--- EXERCISE INPUT Enclosed Below ---
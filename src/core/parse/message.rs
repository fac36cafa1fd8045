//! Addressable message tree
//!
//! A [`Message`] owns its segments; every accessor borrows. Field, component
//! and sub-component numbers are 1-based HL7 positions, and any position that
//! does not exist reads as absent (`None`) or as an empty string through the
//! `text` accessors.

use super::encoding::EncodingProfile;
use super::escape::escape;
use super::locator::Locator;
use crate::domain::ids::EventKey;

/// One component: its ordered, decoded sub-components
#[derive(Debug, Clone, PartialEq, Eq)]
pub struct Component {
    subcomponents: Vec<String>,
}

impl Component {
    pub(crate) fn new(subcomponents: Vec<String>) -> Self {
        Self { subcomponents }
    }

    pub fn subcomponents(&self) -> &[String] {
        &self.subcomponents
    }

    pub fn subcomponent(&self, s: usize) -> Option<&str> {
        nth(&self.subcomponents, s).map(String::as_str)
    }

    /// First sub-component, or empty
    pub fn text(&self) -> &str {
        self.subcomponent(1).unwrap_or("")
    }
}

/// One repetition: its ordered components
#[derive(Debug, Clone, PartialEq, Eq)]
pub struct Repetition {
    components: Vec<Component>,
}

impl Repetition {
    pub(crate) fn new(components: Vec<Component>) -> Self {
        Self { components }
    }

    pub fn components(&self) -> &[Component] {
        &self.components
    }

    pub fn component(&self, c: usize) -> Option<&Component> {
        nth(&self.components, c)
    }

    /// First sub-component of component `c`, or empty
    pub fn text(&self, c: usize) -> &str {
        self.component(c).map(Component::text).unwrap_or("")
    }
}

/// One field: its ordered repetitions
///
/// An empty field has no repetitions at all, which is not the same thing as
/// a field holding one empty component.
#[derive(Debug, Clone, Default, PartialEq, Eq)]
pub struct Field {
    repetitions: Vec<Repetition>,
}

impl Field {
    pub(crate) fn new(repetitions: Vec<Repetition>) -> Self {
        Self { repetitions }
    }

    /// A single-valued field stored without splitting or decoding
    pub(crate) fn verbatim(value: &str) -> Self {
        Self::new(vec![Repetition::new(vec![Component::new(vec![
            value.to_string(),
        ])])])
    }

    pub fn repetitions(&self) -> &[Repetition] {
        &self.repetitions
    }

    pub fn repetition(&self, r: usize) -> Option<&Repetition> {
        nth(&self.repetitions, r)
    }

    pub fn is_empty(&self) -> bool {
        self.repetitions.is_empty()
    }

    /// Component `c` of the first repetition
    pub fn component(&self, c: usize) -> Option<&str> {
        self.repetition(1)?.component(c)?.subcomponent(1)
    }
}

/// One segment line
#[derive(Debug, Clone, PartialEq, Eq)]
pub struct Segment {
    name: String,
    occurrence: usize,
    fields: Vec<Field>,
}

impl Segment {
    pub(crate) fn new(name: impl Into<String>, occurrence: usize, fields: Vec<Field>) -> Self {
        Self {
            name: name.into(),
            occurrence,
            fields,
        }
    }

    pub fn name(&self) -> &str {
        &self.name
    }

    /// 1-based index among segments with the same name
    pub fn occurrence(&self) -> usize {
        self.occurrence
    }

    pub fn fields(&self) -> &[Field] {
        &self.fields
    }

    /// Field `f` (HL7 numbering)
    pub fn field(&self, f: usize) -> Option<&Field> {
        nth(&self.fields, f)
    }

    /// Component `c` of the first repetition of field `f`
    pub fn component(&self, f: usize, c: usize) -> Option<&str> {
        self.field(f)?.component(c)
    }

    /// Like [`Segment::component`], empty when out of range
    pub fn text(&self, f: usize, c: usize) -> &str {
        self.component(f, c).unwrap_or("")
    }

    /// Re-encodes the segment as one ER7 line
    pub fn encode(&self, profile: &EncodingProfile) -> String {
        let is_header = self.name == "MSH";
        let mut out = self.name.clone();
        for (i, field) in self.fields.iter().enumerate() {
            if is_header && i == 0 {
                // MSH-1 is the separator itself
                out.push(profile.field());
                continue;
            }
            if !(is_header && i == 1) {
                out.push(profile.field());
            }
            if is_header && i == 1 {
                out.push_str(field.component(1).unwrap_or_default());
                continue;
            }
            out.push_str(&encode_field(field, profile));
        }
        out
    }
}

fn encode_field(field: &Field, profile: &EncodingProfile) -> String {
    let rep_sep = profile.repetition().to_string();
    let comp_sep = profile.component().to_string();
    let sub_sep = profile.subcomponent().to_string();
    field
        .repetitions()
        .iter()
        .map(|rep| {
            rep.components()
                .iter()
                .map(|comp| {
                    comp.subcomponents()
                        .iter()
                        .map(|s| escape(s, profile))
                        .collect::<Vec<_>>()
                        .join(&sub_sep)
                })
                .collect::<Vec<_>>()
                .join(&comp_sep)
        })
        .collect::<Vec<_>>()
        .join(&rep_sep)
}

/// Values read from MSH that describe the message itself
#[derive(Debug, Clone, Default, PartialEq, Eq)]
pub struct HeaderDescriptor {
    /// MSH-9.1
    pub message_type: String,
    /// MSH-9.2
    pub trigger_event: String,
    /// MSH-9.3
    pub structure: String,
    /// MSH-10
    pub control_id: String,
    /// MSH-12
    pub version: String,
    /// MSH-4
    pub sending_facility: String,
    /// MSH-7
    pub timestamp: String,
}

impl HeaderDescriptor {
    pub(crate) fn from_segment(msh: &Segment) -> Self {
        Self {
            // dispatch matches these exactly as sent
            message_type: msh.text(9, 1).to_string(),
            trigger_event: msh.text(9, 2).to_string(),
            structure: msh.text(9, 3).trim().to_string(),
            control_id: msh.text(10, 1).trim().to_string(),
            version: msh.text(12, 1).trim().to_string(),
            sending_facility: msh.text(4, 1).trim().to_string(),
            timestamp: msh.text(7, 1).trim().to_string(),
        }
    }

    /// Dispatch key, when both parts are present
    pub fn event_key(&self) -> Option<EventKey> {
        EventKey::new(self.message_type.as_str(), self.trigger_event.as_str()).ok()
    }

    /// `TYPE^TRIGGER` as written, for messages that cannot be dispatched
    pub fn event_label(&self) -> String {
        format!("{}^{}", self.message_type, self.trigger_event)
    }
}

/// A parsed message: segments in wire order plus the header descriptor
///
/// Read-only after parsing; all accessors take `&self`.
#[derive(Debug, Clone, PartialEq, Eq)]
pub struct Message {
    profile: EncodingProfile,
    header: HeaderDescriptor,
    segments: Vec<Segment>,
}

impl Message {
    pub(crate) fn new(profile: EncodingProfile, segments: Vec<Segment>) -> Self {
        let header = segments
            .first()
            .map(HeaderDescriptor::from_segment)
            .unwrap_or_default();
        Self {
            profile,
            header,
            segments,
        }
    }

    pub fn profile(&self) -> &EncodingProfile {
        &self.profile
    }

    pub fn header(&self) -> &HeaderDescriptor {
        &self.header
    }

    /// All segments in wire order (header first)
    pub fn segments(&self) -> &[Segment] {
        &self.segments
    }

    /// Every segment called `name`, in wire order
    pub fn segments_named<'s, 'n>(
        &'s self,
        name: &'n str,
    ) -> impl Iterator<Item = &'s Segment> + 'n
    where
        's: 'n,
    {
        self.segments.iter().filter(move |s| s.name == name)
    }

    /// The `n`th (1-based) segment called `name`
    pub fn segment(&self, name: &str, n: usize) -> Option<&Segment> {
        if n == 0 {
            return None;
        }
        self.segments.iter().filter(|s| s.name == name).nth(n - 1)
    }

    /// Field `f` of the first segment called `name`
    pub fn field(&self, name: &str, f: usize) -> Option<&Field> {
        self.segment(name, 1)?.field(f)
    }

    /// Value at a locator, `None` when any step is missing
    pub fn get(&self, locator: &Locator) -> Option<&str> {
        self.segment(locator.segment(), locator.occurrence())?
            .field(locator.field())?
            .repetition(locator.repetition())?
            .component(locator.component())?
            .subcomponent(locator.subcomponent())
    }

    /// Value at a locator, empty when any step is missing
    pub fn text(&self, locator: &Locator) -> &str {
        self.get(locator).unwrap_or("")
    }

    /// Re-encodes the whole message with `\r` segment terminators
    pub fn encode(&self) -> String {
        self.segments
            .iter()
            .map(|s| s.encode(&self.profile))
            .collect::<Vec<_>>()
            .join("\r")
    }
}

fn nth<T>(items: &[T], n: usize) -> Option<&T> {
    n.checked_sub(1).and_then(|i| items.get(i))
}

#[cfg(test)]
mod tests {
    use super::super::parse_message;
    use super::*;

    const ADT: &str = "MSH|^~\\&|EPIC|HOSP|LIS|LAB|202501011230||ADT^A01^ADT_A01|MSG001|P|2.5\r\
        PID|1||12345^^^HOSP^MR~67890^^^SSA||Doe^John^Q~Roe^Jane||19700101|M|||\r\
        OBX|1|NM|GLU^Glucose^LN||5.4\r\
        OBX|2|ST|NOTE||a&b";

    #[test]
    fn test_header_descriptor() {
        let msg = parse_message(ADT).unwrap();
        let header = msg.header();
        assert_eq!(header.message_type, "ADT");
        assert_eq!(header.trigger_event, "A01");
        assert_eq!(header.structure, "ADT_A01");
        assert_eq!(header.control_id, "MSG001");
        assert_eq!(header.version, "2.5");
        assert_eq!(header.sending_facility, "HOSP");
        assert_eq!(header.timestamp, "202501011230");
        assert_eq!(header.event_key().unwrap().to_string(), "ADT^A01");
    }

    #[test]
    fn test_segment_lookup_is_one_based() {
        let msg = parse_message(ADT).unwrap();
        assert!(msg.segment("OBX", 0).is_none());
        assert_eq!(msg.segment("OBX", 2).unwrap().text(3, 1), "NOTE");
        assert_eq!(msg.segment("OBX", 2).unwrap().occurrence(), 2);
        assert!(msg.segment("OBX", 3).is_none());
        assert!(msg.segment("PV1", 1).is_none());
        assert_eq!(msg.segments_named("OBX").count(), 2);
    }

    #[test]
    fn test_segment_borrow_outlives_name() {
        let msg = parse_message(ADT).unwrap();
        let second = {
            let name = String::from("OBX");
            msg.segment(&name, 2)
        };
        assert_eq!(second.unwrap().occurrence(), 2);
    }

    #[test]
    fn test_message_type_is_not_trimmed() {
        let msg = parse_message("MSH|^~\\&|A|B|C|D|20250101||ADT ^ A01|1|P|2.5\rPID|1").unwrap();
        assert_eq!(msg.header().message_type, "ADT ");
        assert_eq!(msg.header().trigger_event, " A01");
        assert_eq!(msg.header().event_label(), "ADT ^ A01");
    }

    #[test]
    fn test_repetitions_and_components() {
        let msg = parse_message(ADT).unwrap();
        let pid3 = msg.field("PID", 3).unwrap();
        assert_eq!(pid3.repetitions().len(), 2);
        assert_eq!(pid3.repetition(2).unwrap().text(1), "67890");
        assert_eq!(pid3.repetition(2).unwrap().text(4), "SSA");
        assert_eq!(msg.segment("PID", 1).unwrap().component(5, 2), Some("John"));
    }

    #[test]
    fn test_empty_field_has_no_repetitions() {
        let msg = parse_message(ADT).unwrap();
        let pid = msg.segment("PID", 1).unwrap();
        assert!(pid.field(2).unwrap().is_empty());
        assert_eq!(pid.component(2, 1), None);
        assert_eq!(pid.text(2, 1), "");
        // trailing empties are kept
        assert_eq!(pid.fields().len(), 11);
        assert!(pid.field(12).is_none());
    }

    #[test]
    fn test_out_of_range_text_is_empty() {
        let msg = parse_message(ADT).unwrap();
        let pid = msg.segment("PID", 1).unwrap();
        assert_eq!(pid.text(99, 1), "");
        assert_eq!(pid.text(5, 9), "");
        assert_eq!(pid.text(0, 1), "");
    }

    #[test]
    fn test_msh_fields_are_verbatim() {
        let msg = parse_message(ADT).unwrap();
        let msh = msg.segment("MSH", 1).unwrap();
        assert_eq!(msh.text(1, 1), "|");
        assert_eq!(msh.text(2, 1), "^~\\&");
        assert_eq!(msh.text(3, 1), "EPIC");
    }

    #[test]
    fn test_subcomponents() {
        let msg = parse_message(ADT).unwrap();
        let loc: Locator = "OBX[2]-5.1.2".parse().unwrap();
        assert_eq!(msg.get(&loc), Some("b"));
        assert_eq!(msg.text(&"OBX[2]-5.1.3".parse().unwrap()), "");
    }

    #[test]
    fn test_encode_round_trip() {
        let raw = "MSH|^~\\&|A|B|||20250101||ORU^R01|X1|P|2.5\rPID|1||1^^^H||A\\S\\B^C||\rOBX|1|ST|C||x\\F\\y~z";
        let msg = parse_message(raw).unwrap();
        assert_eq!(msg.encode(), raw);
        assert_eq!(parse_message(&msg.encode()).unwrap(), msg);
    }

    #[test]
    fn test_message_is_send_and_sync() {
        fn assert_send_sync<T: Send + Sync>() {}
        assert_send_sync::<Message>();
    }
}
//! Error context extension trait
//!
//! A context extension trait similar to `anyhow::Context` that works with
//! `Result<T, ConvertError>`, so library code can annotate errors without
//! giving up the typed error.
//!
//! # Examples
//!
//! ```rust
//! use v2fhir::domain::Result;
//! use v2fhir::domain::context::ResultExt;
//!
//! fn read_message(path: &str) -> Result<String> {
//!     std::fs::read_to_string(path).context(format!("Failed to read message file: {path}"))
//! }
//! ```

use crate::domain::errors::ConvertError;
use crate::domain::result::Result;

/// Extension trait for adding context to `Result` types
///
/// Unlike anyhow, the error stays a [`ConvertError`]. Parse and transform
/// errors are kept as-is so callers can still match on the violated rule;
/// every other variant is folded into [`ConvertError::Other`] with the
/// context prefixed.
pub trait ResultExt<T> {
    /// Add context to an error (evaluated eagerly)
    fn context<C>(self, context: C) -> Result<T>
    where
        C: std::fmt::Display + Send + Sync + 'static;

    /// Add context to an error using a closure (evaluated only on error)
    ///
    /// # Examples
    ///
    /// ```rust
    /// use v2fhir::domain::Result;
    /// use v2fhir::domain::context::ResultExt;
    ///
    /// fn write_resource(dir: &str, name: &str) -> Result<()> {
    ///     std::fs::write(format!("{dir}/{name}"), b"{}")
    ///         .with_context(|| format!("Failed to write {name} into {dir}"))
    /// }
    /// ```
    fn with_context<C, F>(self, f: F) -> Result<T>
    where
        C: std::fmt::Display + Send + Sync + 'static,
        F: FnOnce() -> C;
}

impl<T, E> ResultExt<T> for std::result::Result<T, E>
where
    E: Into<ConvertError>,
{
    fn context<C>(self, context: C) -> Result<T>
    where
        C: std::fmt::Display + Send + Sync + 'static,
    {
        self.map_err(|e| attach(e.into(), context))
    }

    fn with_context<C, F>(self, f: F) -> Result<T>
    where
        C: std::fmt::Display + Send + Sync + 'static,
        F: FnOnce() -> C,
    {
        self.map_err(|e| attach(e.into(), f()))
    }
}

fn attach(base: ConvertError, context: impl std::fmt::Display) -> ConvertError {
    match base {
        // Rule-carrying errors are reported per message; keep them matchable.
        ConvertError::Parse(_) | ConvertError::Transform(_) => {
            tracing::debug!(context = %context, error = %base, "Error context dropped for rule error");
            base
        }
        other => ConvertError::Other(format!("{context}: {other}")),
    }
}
--- End of Enclosed EXERCISE INPUT ---
• TASK GOAL
Go over the listing above and copy out each line that includes "EncodingProfile".

• ANSWER BELOW
use super::encoding::EncodingProfile;
    pub fn encode(&self, profile: &EncodingProfile) -> String {
fn encode_field(field: &Field, profile: &EncodingProfile) -> String {
    profile: EncodingProfile,
    pub(crate) fn new(profile: EncodingProfile, segments: Vec<Segment>) -> Self {
    pub fn profile(&self) -> &EncodingProfile {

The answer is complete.